Ciertamente, la disuasión puede constituir una consecuencia indirecta de la indemnización. Pero la prueba de la existencia de un cártel -ya no de sus efectos- ante un juez resulta casi imposible para los perjudicados a falta de un pronunciamiento previo de la autoridad de competencia correspondiente. Dado su carácter secreto, la herramienta más adecuada para detectar los cárteles es, por el momento, un buen programa de clemencia, cuyo adecuado funcionamiento depende de los incentivos ofrecidos al delator: principalmente, la posibilidad de evitar una multa realmente apreciable. Por lo tanto, la imposición de multas realmente disuasorias no sólo favorece la prevención de los cárteles de manera directa, sino que -también de manera indirecta- resulta imprescindible para facilitar su detección. Una multa esperada que no represente sino una pequeña parte del beneficio obtenido como consecuencia de la infracción no resulta disuasoria ni permite que la posibilidad de acogerse al programa de clemencia constituya un incentivo suficiente, por lo que no hace sino contribuir a la estabilidad del cártel. En consecuencia, la posibilidad de obtener indemnización por los daños sufridos como consecuencia de su existencia depende, en buena medida, de que las sanciones esperadas sean realmente disuasorias.
Como confirman las tres Resoluciones citadas al principio de esta entrada, la política sancionadora de la CNMC con posterioridad a la STS de 2015, por el contrario, se caracteriza por su escaso poder disuasorio:
-          Un cártel de reparto de mercado y fijación de precios del suministro de hormigón en Asturias y alrededores, considerado un infracción muy grave que ha afectado a clientes responsable de obras públicas y privadas, merece –a juicio del Consejo- un tipo sancionador general del 4,8% de la facturación total de los cartelistas (menos de la mitad de la multa máxima permitida).
-          Un reparto del mercado del transporte ferroviario de mercancías, considerado una infracción muy grave cometida por empresas cuya cuota de mercado alcanza el 80% y cuyos graves efectos han podido ser constatados, obstaculizando además la liberalización del sector a nivel europeo, merece únicamente un tipo sancionador global del 5% de la facturación total de las empresas infractoras (la mitad de la multa máxima permitida); y, además, cada multa es posteriormente reducida hasta las cantidades muy inferiores que, sin explicar cómo ha sido calculado, constituyen “el límite de la proporcionalidad” a juicio del Consejo (el cual coincide con una cantidad justo por debajo del 4,7% del volumen de negocio afectado por la infracción).

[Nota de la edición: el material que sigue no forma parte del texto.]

use chrono::{DateTime, NaiveDate, Utc};

/// Time source for the domain.
///
/// Streak evaluation is calendar-day sensitive; handlers resolve "today"
/// through this port so the computation stays deterministic under test.
pub trait Clock: Send + Sync {
    fn now(&self) -> DateTime<Utc>;

    fn today(&self) -> NaiveDate {
        self.now().date_naive()
    }
}

/// Production clock backed by the system time.
pub struct SystemClock;

impl Clock for SystemClock {
    fn now(&self) -> DateTime<Utc> {
        Utc::now()
    }
}

/// Clock pinned to a fixed instant, for tests and replays.
pub struct FixedClock {
    now: DateTime<Utc>,
}

impl FixedClock {
    pub fn new(now: DateTime<Utc>) -> Self {
        Self { now }
    }

    /// Pin the clock to midnight UTC of the given date.
    pub fn from_date(date: NaiveDate) -> Self {
        Self {
            now: date.and_time(chrono::NaiveTime::MIN).and_utc(),
        }
    }
}

impl Clock for FixedClock {
    fn now(&self) -> DateTime<Utc> {
        self.now
    }
}
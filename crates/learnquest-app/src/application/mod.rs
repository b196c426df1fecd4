pub mod commands;
pub mod dtos;
pub mod queries;
pub mod services;
pub mod utils;

pub use utils::ResultExt;
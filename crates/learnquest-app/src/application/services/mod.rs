mod streak_refresh;

pub use streak_refresh::StreakRefreshService;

-          Un cártel en el mercado del transporte escolar en las Islas Baleares (considerado un servicio de especial relevancia social), constitutivo de una infracción muy grave mediante la cual las empresas se han repartido los lotes ofertados en las licitaciones convocadas por la Consejería de Educación, merece un tipo sancionador del 4,5% (menos de la mitad de la multa máxima permitida).

Ciertamente, si el límite del 10% constituye -como establece el Tribunal Supremo- la cifra máxima de la escala de sanciones, sólo puede ser aplicada a las conductas más graves de entre las posibles. Y, en la práctica, difícilmente se impondrá una multa que alcance ese límite. Sin embargo, las impuestas por la CNMC para reprimir los cárteles quedan demasiado lejos.